Deadly mix: oligarchic economics and racist, nationalist populism

A treacherous alliance is growing that will undermine democratic institutions in the US and elsewhere.

The United States presents itself as the beacon of democracy in contrast to the autocracies of China and Russia. Yet American democracy is in danger of succumbing to the same sort of oligarchic economics and racist nationalism that thrive in both these powers.

After all, it wasn’t long ago that Donald Trump – who openly admired Xi Jinping and Vladimir Putin – encouraged racist nationalism in America while delivering much of the US government into the hands of America’s super-rich.

Now state-level Republicans are busily suppressing votes of people of color and paving the way for a possible anti-democratic coup, while the national Republican party excuses the attack on the Capitol – calling it “legitimate political discourse” – and censors Representatives Liz Cheney and Adam Kinzinger, the only two congressional Republicans serving on the panel investigating that attack.

America’s oligarchic wealth, meanwhile, has reached levels rivaling or exceeding those of Russia and China. During the pandemic, America’s 745 billionaires increased their holdings by 70%, adding $2.1tn to their wealth in just over a year.

A portion of this wealth is going into politics. As early as 2012, more than 40% of all money spent in federal elections came from the wealthiest of the wealthiest – not the top 1% or even the top tenth of the 1%, but from the top 1% of the 1%.

Now, some of this wealth is supporting Trumpism. Peter Thiel, a staunch Trump supporter whose net worth is estimated by Forbes to be $2.6bn, has become one of the Republican party’s largest donors.

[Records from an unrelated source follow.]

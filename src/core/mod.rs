//! Core logger types and traits

pub mod call_site;
pub mod encoder;
pub mod error;
pub mod event;
pub mod field;
pub mod log_level;
pub mod logger;
pub mod metrics;
pub mod pipeline;
pub mod sink;

pub use call_site::CallSiteFn;
pub use encoder::{decode, encode, RECORD_SEPARATOR};
pub use error::{LoggerError, Result};
pub use event::Event;
pub use field::{FieldValue, Fields};
pub use log_level::LogLevel;
pub use logger::{ExitFn, Logger, LoggerBuilder, FATAL_EXIT_CODE};
pub use metrics::LoggerMetrics;
pub use pipeline::{Pipeline, PipelineState, QueueMode};
pub use sink::Sink;
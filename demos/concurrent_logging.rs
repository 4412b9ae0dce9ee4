//! Concurrent logging example
//!
//! Several worker threads share one logger. Records from each thread keep
//! their order, and `fatal` drains everything before exiting.
//!
//! Run with: cargo run --example concurrent_logging

use event_logger::prelude::*;
use event_logger::{fatal, info};
use std::sync::Arc;
use std::thread;

fn main() {
    println!("=== Event Logger - Concurrent Logging Example ===\n");

    let logger = Arc::new(
        Logger::builder()
            .sink(ConsoleSink::stderr())
            .field("service", "concurrent-demo")
            .queue(QueueMode::Bounded(64))
            .build(),
    );

    let handles: Vec<_> = (0..4)
        .map(|worker| {
            let logger = Arc::clone(&logger);
            thread::spawn(move || {
                for job in 0..5 {
                    info!(logger, "worker {} finished job {}", worker, job);
                }
            })
        })
        .collect();

    for handle in handles {
        let _ = handle.join();
    }

    println!("All workers done, {} records queued", logger.metrics().enqueued());

    // Drains the queue, then exits with status 1
    fatal!(logger, "shutting down after {} workers", 4);
}
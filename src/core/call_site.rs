//! Call-site resolution for the `file` key of each record
//!
//! Every public logging entry point is `#[track_caller]`, so the location
//! handed to the resolver is the user's call (or macro invocation), never an
//! internal helper frame.

use std::panic::Location;
use std::sync::Arc;

/// Turns the tracked caller location into the `"path:line"` string written to
/// the `file` key. Returning `None` omits the key from the record.
pub type CallSiteFn = Arc<dyn Fn(&'static Location<'static>) -> Option<String> + Send + Sync>;

/// Format a location as `"path:line"`.
pub fn file_and_line(location: &Location<'_>) -> String {
    format!("{}:{}", location.file(), location.line())
}

/// The resolver used unless the builder overrides it.
pub fn default_resolver() -> CallSiteFn {
    Arc::new(|location| Some(file_and_line(location)))
}
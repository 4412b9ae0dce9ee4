//! Structured key-value fields attached to every event of a logger
//!
//! This module provides:
//! - `FieldValue`: a single structured value
//! - `Fields`: the immutable, cheaply shared field set a `Logger` stamps onto
//!   each event

use serde::{Deserialize, Deserializer, Serialize, Serializer};
use std::collections::HashMap;
use std::sync::Arc;

/// Value type for structured logging fields
#[derive(Debug, Clone, PartialEq)]
pub enum FieldValue {
    String(String),
    Int(i64),
    Float(f64),
    Bool(bool),
    Null,
    /// Arbitrary nested JSON (arrays, objects, integers beyond `i64`)
    Json(serde_json::Value),
    /// A value that could not be converted to JSON. Any event carrying it
    /// fails to encode and is dropped.
    Unrepresentable(String),
}

impl FieldValue {
    /// Convert any `Serialize` value into a field value.
    ///
    /// Conversion failures are kept as [`FieldValue::Unrepresentable`] rather
    /// than reported, so that the failure surfaces at encode time.
    pub fn serialized<T: Serialize + ?Sized>(value: &T) -> Self {
        match serde_json::to_value(value) {
            Ok(json) => json.into(),
            Err(err) => FieldValue::Unrepresentable(err.to_string()),
        }
    }
}

impl Serialize for FieldValue {
    fn serialize<S: Serializer>(&self, serializer: S) -> Result<S::Ok, S::Error> {
        match self {
            FieldValue::String(s) => serializer.serialize_str(s),
            FieldValue::Int(i) => serializer.serialize_i64(*i),
            FieldValue::Float(f) => serializer.serialize_f64(*f),
            FieldValue::Bool(b) => serializer.serialize_bool(*b),
            FieldValue::Null => serializer.serialize_unit(),
            FieldValue::Json(v) => v.serialize(serializer),
            FieldValue::Unrepresentable(reason) => Err(serde::ser::Error::custom(format!(
                "field value is not representable: {}",
                reason
            ))),
        }
    }
}

impl<'de> Deserialize<'de> for FieldValue {
    fn deserialize<D: Deserializer<'de>>(deserializer: D) -> Result<Self, D::Error> {
        serde_json::Value::deserialize(deserializer).map(FieldValue::from)
    }
}

impl From<serde_json::Value> for FieldValue {
    fn from(value: serde_json::Value) -> Self {
        match value {
            serde_json::Value::Null => FieldValue::Null,
            serde_json::Value::Bool(b) => FieldValue::Bool(b),
            serde_json::Value::String(s) => FieldValue::String(s),
            serde_json::Value::Number(n) => {
                if let Some(i) = n.as_i64() {
                    FieldValue::Int(i)
                } else if n.is_u64() {
                    FieldValue::Json(serde_json::Value::Number(n))
                } else {
                    match n.as_f64() {
                        Some(f) => FieldValue::Float(f),
                        None => FieldValue::Json(serde_json::Value::Number(n)),
                    }
                }
            }
            other => FieldValue::Json(other),
        }
    }
}

impl From<String> for FieldValue {
    fn from(s: String) -> Self {
        FieldValue::String(s)
    }
}

impl From<&str> for FieldValue {
    fn from(s: &str) -> Self {
        FieldValue::String(s.to_string())
    }
}

impl From<i64> for FieldValue {
    fn from(i: i64) -> Self {
        FieldValue::Int(i)
    }
}

impl From<i32> for FieldValue {
    fn from(i: i32) -> Self {
        FieldValue::Int(i as i64)
    }
}

impl From<u32> for FieldValue {
    fn from(i: u32) -> Self {
        FieldValue::Int(i as i64)
    }
}

impl From<u64> for FieldValue {
    fn from(i: u64) -> Self {
        match i64::try_from(i) {
            Ok(i) => FieldValue::Int(i),
            Err(_) => FieldValue::Json(serde_json::Value::Number(i.into())),
        }
    }
}

impl From<f64> for FieldValue {
    fn from(f: f64) -> Self {
        FieldValue::Float(f)
    }
}

impl From<bool> for FieldValue {
    fn from(b: bool) -> Self {
        FieldValue::Bool(b)
    }
}

/// Immutable field set shared by every event a logger produces
///
/// Cloning is an `Arc` bump, so stamping the set onto each event does not
/// copy the map. There is no way to mutate a `Fields` once built.
#[derive(Debug, Clone, Default, PartialEq, Serialize, Deserialize)]
#[serde(transparent)]
pub struct Fields(Arc<HashMap<String, FieldValue>>);

impl Fields {
    /// Create an empty field set
    pub fn new() -> Self {
        Self::default()
    }

    pub fn get(&self, key: &str) -> Option<&FieldValue> {
        self.0.get(key)
    }

    pub fn len(&self) -> usize {
        self.0.len()
    }

    pub fn is_empty(&self) -> bool {
        self.0.is_empty()
    }

    pub fn iter(&self) -> impl Iterator<Item = (&String, &FieldValue)> {
        self.0.iter()
    }
}

impl From<HashMap<String, FieldValue>> for Fields {
    fn from(map: HashMap<String, FieldValue>) -> Self {
        Fields(Arc::new(map))
    }
}

impl<K, V> FromIterator<(K, V)> for Fields
where
    K: Into<String>,
    V: Into<FieldValue>,
{
    /// Later pairs overwrite earlier ones with the same key.
    fn from_iter<I: IntoIterator<Item = (K, V)>>(iter: I) -> Self {
        let map: HashMap<String, FieldValue> = iter
            .into_iter()
            .map(|(k, v)| (k.into(), v.into()))
            .collect();
        map.into()
    }
}

#[cfg(test)]
mod tests {
    use super::*;
    use std::collections::BTreeMap;

    #[test]
    fn test_fields_last_write_wins() {
        let fields: Fields = vec![("service", "a"), ("service", "b")].into_iter().collect();
        assert_eq!(fields.len(), 1);
        assert_eq!(fields.get("service"), Some(&FieldValue::from("b")));
    }

    #[test]
    fn test_fields_clone_shares_map() {
        let fields: Fields = vec![("k", 1)].into_iter().collect();
        let copy = fields.clone();
        assert!(Arc::ptr_eq(&fields.0, &copy.0));
    }

    #[test]
    fn test_field_value_serialization() {
        let fields: Fields = vec![
            ("name", FieldValue::from("api")),
            ("port", FieldValue::from(8080)),
            ("debug", FieldValue::from(false)),
            ("none", FieldValue::Null),
        ]
        .into_iter()
        .collect();

        let json = serde_json::to_value(&fields).unwrap();
        assert_eq!(json["name"], "api");
        assert_eq!(json["port"], 8080);
        assert_eq!(json["debug"], false);
        assert!(json["none"].is_null());
    }

    #[test]
    fn test_serialized_nested_value() {
        let mut nested = BTreeMap::new();
        nested.insert("region", vec!["eu", "us"]);
        let value = FieldValue::serialized(&nested);
        assert!(matches!(value, FieldValue::Json(_)));
        assert_eq!(
            value,
            FieldValue::Json(serde_json::json!({ "region": ["eu", "us"] }))
        );
    }

    #[test]
    fn test_unrepresentable_value_fails_serialization() {
        // Non-string map keys cannot be JSON object keys.
        let mut map = HashMap::new();
        map.insert((1, 2), "pair");
        let value = FieldValue::serialized(&map);
        assert!(matches!(value, FieldValue::Unrepresentable(_)));
        assert!(serde_json::to_vec(&value).is_err());
    }

    #[test]
    fn test_deserialize_maps_json_kinds() {
        let value: FieldValue = serde_json::from_str("42").unwrap();
        assert_eq!(value, FieldValue::Int(42));
        let value: FieldValue = serde_json::from_str("1.5").unwrap();
        assert_eq!(value, FieldValue::Float(1.5));
        let value: FieldValue = serde_json::from_str("[1,2]").unwrap();
        assert_eq!(value, FieldValue::Json(serde_json::json!([1, 2])));
    }

    #[test]
    fn test_large_unsigned_kept_exact() {
        let value = FieldValue::from(u64::MAX);
        assert_eq!(serde_json::to_string(&value).unwrap(), u64::MAX.to_string());
    }
}
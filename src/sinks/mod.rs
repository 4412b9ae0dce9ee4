//! Sink implementations

pub mod console;
pub mod file;
pub mod memory;
pub mod writer;

pub use console::ConsoleSink;
pub use file::FileSink;
pub use memory::MemorySink;
pub use writer::WriterSink;

pub use crate::core::Sink;
//! Error types for the logger system

pub type Result<T> = std::result::Result<T, LoggerError>;

#[derive(Debug, thiserror::Error)]
pub enum LoggerError {
    /// IO error with context
    #[error("IO error while {operation}: {message}")]
    IoOperation {
        operation: String,
        message: String,
        #[source]
        source: std::io::Error,
    },

    /// Generic IO error
    #[error("IO error: {0}")]
    IoError(#[from] std::io::Error),

    /// JSON serialization error
    #[error("JSON error: {0}")]
    JsonError(#[from] serde_json::Error),

    /// Sink rejected a record
    #[error("Sink '{sink}' failed: {message}")]
    SinkError { sink: String, message: String },

    /// Generic error
    #[error("{0}")]
    Other(String),
}

impl LoggerError {
    /// Create an IO operation error with context
    pub fn io_operation(
        operation: impl Into<String>,
        message: impl Into<String>,
        source: std::io::Error,
    ) -> Self {
        LoggerError::IoOperation {
            operation: operation.into(),
            message: message.into(),
            source,
        }
    }

    /// Create a sink error
    pub fn sink(sink: impl Into<String>, message: impl Into<String>) -> Self {
        LoggerError::SinkError {
            sink: sink.into(),
            message: message.into(),
        }
    }

    /// Create a generic error
    pub fn other<S: Into<String>>(msg: S) -> Self {
        LoggerError::Other(msg.into())
    }
}
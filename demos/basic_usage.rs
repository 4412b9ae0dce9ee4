//! Basic logger usage example
//!
//! Demonstrates leveled logging to stdout, formatted messages, fixed fields
//! and the minimum level.
//!
//! Run with: cargo run --example basic_usage

use event_logger::prelude::*;
use event_logger::{info, warn};

fn main() {
    println!("=== Event Logger - Basic Usage Example ===\n");

    // Stdout sink by default; every record carries the service field
    let logger = Logger::builder()
        .field("service", "basic-usage")
        .field("version", env!("CARGO_PKG_VERSION"))
        .build();

    println!("1. Logging at different levels:");
    logger.debug("This is a debug message");
    logger.info("This is an info message");
    logger.warn("This is a warning message");
    logger.error("This is an error message");

    println!("\n2. Formatted messages:");
    let port = 8080;
    info!(logger, "Server listening on port {}", port);
    warn!(logger, "Retry attempt {} of {}", 3, 5);
    logger.errorf(format_args!("value={}", 42));

    // Drain before the next section so output does not interleave
    logger.close();

    println!("\n3. Minimum level set to WARNING - debug and info won't show:");
    let quiet = Logger::builder().min_level(LogLevel::Warning).build();
    quiet.debug("Debug message (hidden)");
    quiet.info("Info message (hidden)");
    quiet.warn("Warning message (visible)");
    quiet.close();

    println!("\n=== Example completed successfully! ===");
}
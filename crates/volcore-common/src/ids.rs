//! ID generation helpers
//!
//! Operation ids are ULID-class: monotonically increasing and
//! timestamp-prefixed so they sort in creation order. `uuid`'s v7 variant
//! gives us that without pulling in a separate ULID crate.

use std::time::{SystemTime, UNIX_EPOCH};

use uuid::Uuid;

/// Generate a new Operation id.
#[must_use]
pub fn new_operation_id() -> String {
    Uuid::now_v7().to_string()
}

/// Generate a new opaque entity id (exports, restore mounts, snapshots).
#[must_use]
pub fn new_entity_id() -> String {
    Uuid::new_v4().to_string()
}

/// Derive a Backup Context id: `ctx-backup-<vm>-<ts>`.
#[must_use]
pub fn backup_context_id(vm_name: &str, created_at: u64) -> String {
    format!("ctx-backup-{vm_name}-{created_at}")
}

/// Current UTC time as Unix seconds.
#[must_use]
pub fn now() -> u64 {
    SystemTime::now()
        .duration_since(UNIX_EPOCH)
        .expect("system clock before Unix epoch")
        .as_secs()
}

#[cfg(test)]
mod tests {
    use super::*;

    #[test]
    fn operation_ids_are_unique_and_sortable() {
        let a = new_operation_id();
        let b = new_operation_id();
        assert_ne!(a, b);
    }

    #[test]
    fn backup_context_id_is_deterministic() {
        assert_eq!(
            backup_context_id("vm-a", 100),
            "ctx-backup-vm-a-100".to_string()
        );
    }
}
//! Device Correlator
//!
//! Binds a just-created kernel block device to the operation that caused
//! it. Pure function over `(candidates, excluded_paths, expectation,
//! config)` — no I/O, so it's exercised entirely by unit tests.

use thiserror::Error;
use volcore_device::DeviceInfo;

pub const DEFAULT_SIZE_TOLERANCE_BYTES: u64 = 3 * 1024 * 1024 * 1024;

#[derive(Debug, Clone, Copy)]
pub struct CorrelationConfig {
    pub size_tolerance_bytes: u64,
}

impl Default for CorrelationConfig {
    fn default() -> Self {
        Self {
            size_tolerance_bytes: DEFAULT_SIZE_TOLERANCE_BYTES,
        }
    }
}

#[derive(Debug, Clone)]
pub struct CorrelationCandidate {
    pub info: DeviceInfo,
    pub added_at: u64,
}

#[derive(Debug, Clone, Copy)]
pub struct CorrelationExpectation {
    pub expected_size_bytes: u64,
    pub cloudstack_device_id: Option<u32>,
}

#[derive(Debug, Error, PartialEq, Eq)]
pub enum CorrelationError {
    #[error("no new devices to correlate against")]
    NoCandidate,
    #[error("no device within size tolerance of the expected volume size")]
    NoSizeMatch,
    #[error("multiple devices tied for correlation, refusing to guess")]
    AmbiguousTie,
}

fn size_within_tolerance(actual: u64, expected: u64, tolerance: u64) -> bool {
    actual.abs_diff(expected) <= tolerance
}

/// `0 -> /dev/vda`, `1 -> /dev/vdb`, ... Only defined for ordinals < 26
/// (single kernel letter); CloudStack has never assigned more virtio
/// slots than that in practice, so beyond it we simply don't have an
/// ordinal hint to apply.
fn ordinal_to_path(ordinal: u32) -> Option<String> {
    if ordinal < 26 {
        let letter = (b'a' + u8::try_from(ordinal).ok()?) as char;
        Some(format!("/dev/vd{letter}"))
    } else {
        None
    }
}

/// Applies the match predicate in order: size-with-tolerance, cloud
/// device ordinal, temporal proximity. A candidate whose path is in
/// `excluded_paths` (already has a mapping row) is never considered.
pub fn correlate(
    candidates: &[CorrelationCandidate],
    excluded_paths: &std::collections::HashSet<String>,
    expectation: &CorrelationExpectation,
    config: &CorrelationConfig,
) -> Result<DeviceInfo, CorrelationError> {
    let pool: Vec<&CorrelationCandidate> = candidates
        .iter()
        .filter(|c| !excluded_paths.contains(&c.info.path))
        .collect();
    if pool.is_empty() {
        return Err(CorrelationError::NoCandidate);
    }

    let mut remaining: Vec<&CorrelationCandidate> = pool
        .into_iter()
        .filter(|c| size_within_tolerance(c.info.size, expectation.expected_size_bytes, config.size_tolerance_bytes))
        .collect();
    if remaining.is_empty() {
        return Err(CorrelationError::NoSizeMatch);
    }
    if remaining.len() == 1 {
        return Ok(remaining[0].info.clone());
    }

    if let Some(ordinal) = expectation.cloudstack_device_id {
        if let Some(expected_path) = ordinal_to_path(ordinal) {
            if let Some(pos) = remaining.iter().position(|c| c.info.path == expected_path) {
                return Ok(remaining[pos].info.clone());
            }
        }
    }

    remaining.sort_by_key(|c| std::cmp::Reverse(c.added_at));
    let newest = remaining[0].added_at;
    let tied: Vec<&&CorrelationCandidate> = remaining.iter().filter(|c| c.added_at == newest).collect();
    match tied.len() {
        1 => Ok(tied[0].info.clone()),
        _ => Err(CorrelationError::AmbiguousTie),
    }
}

#[cfg(test)]
mod tests {
    use super::*;

    fn device(path: &str, size: u64) -> DeviceInfo {
        DeviceInfo {
            path: path.to_string(),
            size,
            controller: "virtio".to_string(),
        }
    }

    fn candidate(path: &str, size: u64, added_at: u64) -> CorrelationCandidate {
        CorrelationCandidate {
            info: device(path, size),
            added_at,
        }
    }

    #[test]
    fn single_size_match_wins() {
        let candidates = vec![candidate("/dev/vdb", 10 * 1024 * 1024 * 1024, 100)];
        let result = correlate(
            &candidates,
            &Default::default(),
            &CorrelationExpectation { expected_size_bytes: 10 * 1024 * 1024 * 1024, cloudstack_device_id: None },
            &CorrelationConfig::default(),
        )
        .unwrap();
        assert_eq!(result.path, "/dev/vdb");
    }

    #[test]
    fn two_same_size_candidates_without_ordinal_or_distinct_time_must_fail() {
        let candidates = vec![
            candidate("/dev/vdb", 10 * 1024 * 1024 * 1024, 100),
            candidate("/dev/vdc", 10 * 1024 * 1024 * 1024, 100),
        ];
        let err = correlate(
            &candidates,
            &Default::default(),
            &CorrelationExpectation { expected_size_bytes: 10 * 1024 * 1024 * 1024, cloudstack_device_id: None },
            &CorrelationConfig::default(),
        )
        .unwrap_err();
        assert_eq!(err, CorrelationError::AmbiguousTie);
    }

    #[test]
    fn ordinal_breaks_size_tie() {
        let candidates = vec![
            candidate("/dev/vdb", 10 * 1024 * 1024 * 1024, 100),
            candidate("/dev/vdc", 10 * 1024 * 1024 * 1024, 200),
        ];
        let result = correlate(
            &candidates,
            &Default::default(),
            &CorrelationExpectation { expected_size_bytes: 10 * 1024 * 1024 * 1024, cloudstack_device_id: Some(2) },
            &CorrelationConfig::default(),
        )
        .unwrap();
        assert_eq!(result.path, "/dev/vdc");
    }

    #[test]
    fn temporal_proximity_breaks_tie_when_ordinal_does_not_apply() {
        let candidates = vec![
            candidate("/dev/vdb", 10 * 1024 * 1024 * 1024, 100),
            candidate("/dev/vdc", 10 * 1024 * 1024 * 1024, 200),
        ];
        let result = correlate(
            &candidates,
            &Default::default(),
            &CorrelationExpectation { expected_size_bytes: 10 * 1024 * 1024 * 1024, cloudstack_device_id: None },
            &CorrelationConfig::default(),
        )
        .unwrap();
        assert_eq!(result.path, "/dev/vdc");
    }

    #[test]
    fn already_mapped_path_is_excluded() {
        let candidates = vec![candidate("/dev/vdb", 10 * 1024 * 1024 * 1024, 100)];
        let mut excluded = std::collections::HashSet::new();
        excluded.insert("/dev/vdb".to_string());
        let err = correlate(
            &candidates,
            &excluded,
            &CorrelationExpectation { expected_size_bytes: 10 * 1024 * 1024 * 1024, cloudstack_device_id: None },
            &CorrelationConfig::default(),
        )
        .unwrap_err();
        assert_eq!(err, CorrelationError::NoCandidate);
    }

    #[test]
    fn size_outside_tolerance_fails() {
        let candidates = vec![candidate("/dev/vdb", 20 * 1024 * 1024 * 1024, 100)];
        let err = correlate(
            &candidates,
            &Default::default(),
            &CorrelationExpectation { expected_size_bytes: 10 * 1024 * 1024 * 1024, cloudstack_device_id: None },
            &CorrelationConfig::default(),
        )
        .unwrap_err();
        assert_eq!(err, CorrelationError::NoSizeMatch);
    }
}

Last year, Thiel gave $10m each to the campaigns of two protégés – Blake Masters, who is running for the Senate from Arizona, and JD Vance, from Ohio. Thiel is also backing 12 House candidates, three of whom are running primary challenges to Republicans who voted to impeach Trump for the events of January 6.

It’s not just Republicans. Last year, at least 13 billionaires who had previously donated to Trump lavished campaign donations on Democratic senators Joe Manchin and Kyrsten Sinema, according to an analysis of Federal Election Commission records.

The combination of oligarchic wealth and racist nationalism is treacherous for democratic institutions in the US and elsewhere. Capitalism is consistent with democracy only if democracy reduces the inequalities, insecurities, joblessness, and poverty that accompany unbridled profit-seeking.

For the first three decades after the second world war, democracy did this. The US and war-ravaged western Europe built the largest middle classes the world had ever seen, and the most buoyant democracies.

The arrangement was far from perfect, but with the addition of civil rights and voting rights, subsidized healthcare (in the US, Medicare and Medicaid), and a vast expansion of public education, democracy was on the way to making capitalism work for the vast majority.